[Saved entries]
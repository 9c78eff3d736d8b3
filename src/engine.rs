//! External media engines.
//!
//! The pipeline never touches audio itself. Decomposition, mixing and
//! remote extraction are delegated to external programs behind the narrow
//! traits below, so orchestration can run against fakes in tests.

pub mod ffmpeg;
pub mod spleeter;
pub mod ytdlp;

use std::path::{Path, PathBuf};
use std::process::Stdio;
use std::time::Duration;

use async_trait::async_trait;
use thiserror::Error;
use tokio::process::Command;
use tracing::{debug, error};

pub use ffmpeg::FfmpegMixer;
pub use spleeter::SpleeterSeparator;
pub use ytdlp::YtDlpExtractor;

#[derive(Error, Debug)]
pub enum CommandError {
    #[error("failed to start {program}: {source}")]
    Spawn {
        program: String,
        #[source]
        source: std::io::Error,
    },
    #[error("{program} exited with status {code:?}: {output}")]
    Failed {
        program: String,
        code: Option<i32>,
        output: String,
    },
}

/// Splits one audio file into stems under `output_dir/<basename>/<stem>.<ext>`.
#[async_trait]
pub trait Separator: Send + Sync {
    async fn separate(&self, input: &Path, output_dir: &Path) -> Result<(), CommandError>;
}

/// Sums `inputs` through `filter_graph` into a single encoded `output`.
#[async_trait]
pub trait Mixer: Send + Sync {
    async fn mix(&self, inputs: &[PathBuf], filter_graph: &str, output: &Path) -> Result<(), CommandError>;
}

/// One remote extraction attempt.
#[derive(Debug, Clone)]
pub struct ExtractRequest<'a> {
    pub url: &'a str,
    pub output_template: &'a Path,
    pub identity: &'a str,
    pub headers: &'a [(&'a str, &'a str)],
    /// Lower and upper bound of the pause the extractor inserts between its own requests.
    pub pacing: (Duration, Duration),
}

#[async_trait]
pub trait AudioExtractor: Send + Sync {
    async fn extract_audio(&self, request: &ExtractRequest<'_>) -> Result<(), CommandError>;

    async fn fetch_title(&self, url: &str, identity: &str) -> Result<String, CommandError>;
}

/// Injected clock for retry pauses.
#[async_trait]
pub trait Sleeper: Send + Sync {
    async fn sleep(&self, duration: Duration);
}

#[derive(Debug, Default, Clone, Copy)]
pub struct TokioSleeper;

#[async_trait]
impl Sleeper for TokioSleeper {
    async fn sleep(&self, duration: Duration) {
        tokio::time::sleep(duration).await;
    }
}

pub(crate) struct CommandOutput {
    pub stdout: String,
    pub stderr: String,
}

impl CommandOutput {
    pub fn combined(&self) -> String {
        format!("{}{}", self.stdout, self.stderr)
    }
}

/// Runs `command` to completion, capturing both streams.
///
/// A non-zero exit is logged with the full output and returned as
/// [`CommandError::Failed`].
pub(crate) async fn run_command(program: &str, mut command: Command) -> Result<CommandOutput, CommandError> {
    debug!(?command, "Running {}", program);

    let output = command
        .stdin(Stdio::null())
        .kill_on_drop(true)
        .output()
        .await
        .map_err(|source| CommandError::Spawn {
            program: program.to_string(),
            source,
        })?;

    let result = CommandOutput {
        stdout: String::from_utf8_lossy(&output.stdout).into_owned(),
        stderr: String::from_utf8_lossy(&output.stderr).into_owned(),
    };

    if output.status.success() {
        Ok(result)
    } else {
        let combined = result.combined();
        error!(status = ?output.status, output = %combined, "{} failed", program);
        Err(CommandError::Failed {
            program: program.to_string(),
            code: output.status.code(),
            output: combined,
        })
    }
}
use async_trait::async_trait;
use tokio::process::Command;

use super::{run_command, AudioExtractor, CommandError, ExtractRequest};

/// Remote audio extraction through `yt-dlp`.
#[derive(Debug, Clone)]
pub struct YtDlpExtractor {
    program: String,
    audio_format: String,
    audio_quality: String,
}

impl YtDlpExtractor {
    pub fn new(program: impl Into<String>, audio_format: impl Into<String>) -> Self {
        Self {
            program: program.into(),
            audio_format: audio_format.into(),
            audio_quality: "192K".to_string(),
        }
    }

    fn extract_command(&self, request: &ExtractRequest<'_>) -> Command {
        let mut cmd = Command::new(&self.program);
        cmd.arg("--extract-audio")
            .arg("--audio-format")
            .arg(&self.audio_format)
            .arg("--audio-quality")
            .arg(&self.audio_quality)
            .arg("--output")
            .arg(request.output_template)
            .arg("--no-playlist")
            .arg("--user-agent")
            .arg(request.identity);
        for (name, value) in request.headers {
            cmd.arg("--add-header").arg(format!("{name}:{value}"));
        }
        let (min, max) = request.pacing;
        cmd.arg("--sleep-interval")
            .arg(min.as_secs().to_string())
            .arg("--max-sleep-interval")
            .arg(max.as_secs().to_string())
            .arg("--verbose")
            .arg("--")
            .arg(request.url);
        cmd
    }

    fn title_command(&self, url: &str, identity: &str) -> Command {
        let mut cmd = Command::new(&self.program);
        cmd.args(["--get-title", "--no-playlist", "--user-agent", identity, "--", url]);
        cmd
    }
}

impl Default for YtDlpExtractor {
    fn default() -> Self {
        Self::new("yt-dlp", "mp3")
    }
}

#[async_trait]
impl AudioExtractor for YtDlpExtractor {
    async fn extract_audio(&self, request: &ExtractRequest<'_>) -> Result<(), CommandError> {
        run_command(&self.program, self.extract_command(request)).await?;
        Ok(())
    }

    async fn fetch_title(&self, url: &str, identity: &str) -> Result<String, CommandError> {
        let output = run_command(&self.program, self.title_command(url, identity)).await?;
        Ok(output.stdout.trim().to_string())
    }
}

**TASK DETAILS**. Copy the entries exactly as they appear.

**FINISHED EXERCISE**.
repository 9c78eff3d736d8b3
filename src/engine.rs
//! External media engines.
//!
//! The pipeline never touches audio itself. Decomposition, mixing and
//! remote extraction are delegated to external programs behind the narrow
//! traits below, so orchestration can run against fakes in tests.

pub mod ffmpeg;
pub mod spleeter;
pub mod ytdlp;

use std::path::{Path, PathBuf};
use std::process::Stdio;
use std::time::Duration;

use async_trait::async_trait;
use thiserror::Error;
use tokio::process::Command;
use tracing::{debug, error};

pub use ffmpeg::FfmpegMixer;
pub use spleeter::SpleeterSeparator;
pub use ytdlp::YtDlpExtractor;

#[derive(Error, Debug)]
pub enum CommandError {
    #[error("failed to start {program}: {source}")]
    Spawn {
        program: String,
        #[source]
        source: std::io::Error,
    },
    #[error("{program} exited with status {code:?}: {output}")]
    Failed {
        program: String,
        code: Option<i32>,
        output: String,
    },
}

/// Splits one audio file into stems under `output_dir/<basename>/<stem>.<ext>`.
#[async_trait]
pub trait Separator: Send + Sync {
    async fn separate(&self, input: &Path, output_dir: &Path) -> Result<(), CommandError>;
}

/// Sums `inputs` through `filter_graph` into a single encoded `output`.
#[async_trait]
pub trait Mixer: Send + Sync {
    async fn mix(&self, inputs: &[PathBuf], filter_graph: &str, output: &Path) -> Result<(), CommandError>;
}

/// One remote extraction attempt.
#[derive(Debug, Clone)]
pub struct ExtractRequest<'a> {
    pub url: &'a str,
    pub output_template: &'a Path,
    pub identity: &'a str,
    pub headers: &'a [(&'a str, &'a str)],
    /// Lower and upper bound of the pause the extractor inserts between its own requests.
    pub pacing: (Duration, Duration),
}

#[async_trait]
pub trait AudioExtractor: Send + Sync {
    async fn extract_audio(&self, request: &ExtractRequest<'_>) -> Result<(), CommandError>;

    async fn fetch_title(&self, url: &str, identity: &str) -> Result<String, CommandError>;
}

/// Injected clock for retry pauses.
#[async_trait]
pub trait Sleeper: Send + Sync {
    async fn sleep(&self, duration: Duration);
}

#[derive(Debug, Default, Clone, Copy)]
pub struct TokioSleeper;

#[async_trait]
impl Sleeper for TokioSleeper {
    async fn sleep(&self, duration: Duration) {
        tokio::time::sleep(duration).await;
    }
}

pub(crate) struct CommandOutput {
    pub stdout: String,
    pub stderr: String,
}

impl CommandOutput {
    pub fn combined(&self) -> String {
        format!("{}{}", self.stdout, self.stderr)
    }
}

/// Runs `command` to completion, capturing both streams.
///
/// A non-zero exit is logged with the full output and returned as
/// [`CommandError::Failed`].
pub(crate) async fn run_command(program: &str, mut command: Command) -> Result<CommandOutput, CommandError> {
    debug!(?command, "Running {}", program);

    let output = command
        .stdin(Stdio::null())
        .kill_on_drop(true)
        .output()
        .await
        .map_err(|source| CommandError::Spawn {
            program: program.to_string(),
            source,
        })?;

    let result = CommandOutput {
        stdout: String::from_utf8_lossy(&output.stdout).into_owned(),
        stderr: String::from_utf8_lossy(&output.stderr).into_owned(),
    };

    if output.status.success() {
        Ok(result)
    } else {
        let combined = result.combined();
        error!(status = ?output.status, output = %combined, "{} failed", program);
        Err(CommandError::Failed {
            program: program.to_string(),
            code: output.status.code(),
            output: combined,
        })
    }
}
use async_trait::async_trait;
use tokio::process::Command;

use super::{run_command, AudioExtractor, CommandError, ExtractRequest};

/// Remote audio extraction through `yt-dlp`.
#[derive(Debug, Clone)]
pub struct YtDlpExtractor {
    program: String,
    audio_format: String,
    audio_quality: String,
}

impl YtDlpExtractor {
    pub fn new(program: impl Into<String>, audio_format: impl Into<String>) -> Self {
        Self {
            program: program.into(),
            audio_format: audio_format.into(),
            audio_quality: "192K".to_string(),
        }
    }

    fn extract_command(&self, request: &ExtractRequest<'_>) -> Command {
        let mut cmd = Command::new(&self.program);
        cmd.arg("--extract-audio")
            .arg("--audio-format")
            .arg(&self.audio_format)
            .arg("--audio-quality")
            .arg(&self.audio_quality)
            .arg("--output")
            .arg(request.output_template)
            .arg("--no-playlist")
            .arg("--user-agent")
            .arg(request.identity);
        for (name, value) in request.headers {
            cmd.arg("--add-header").arg(format!("{name}:{value}"));
        }
        let (min, max) = request.pacing;
        cmd.arg("--sleep-interval")
            .arg(min.as_secs().to_string())
            .arg("--max-sleep-interval")
            .arg(max.as_secs().to_string())
            .arg("--verbose")
            .arg("--")
            .arg(request.url);
        cmd
    }

    fn title_command(&self, url: &str, identity: &str) -> Command {
        let mut cmd = Command::new(&self.program);
        cmd.args(["--get-title", "--no-playlist", "--user-agent", identity, "--", url]);
        cmd
    }
}

impl Default for YtDlpExtractor {
    fn default() -> Self {
        Self::new("yt-dlp", "mp3")
    }
}

#[async_trait]
impl AudioExtractor for YtDlpExtractor {
    async fn extract_audio(&self, request: &ExtractRequest<'_>) -> Result<(), CommandError> {
        run_command(&self.program, self.extract_command(request)).await?;
        Ok(())
    }

    async fn fetch_title(&self, url: &str, identity: &str) -> Result<String, CommandError> {
        let output = run_command(&self.program, self.title_command(url, identity)).await?;
        Ok(output.stdout.trim().to_string())
    }
}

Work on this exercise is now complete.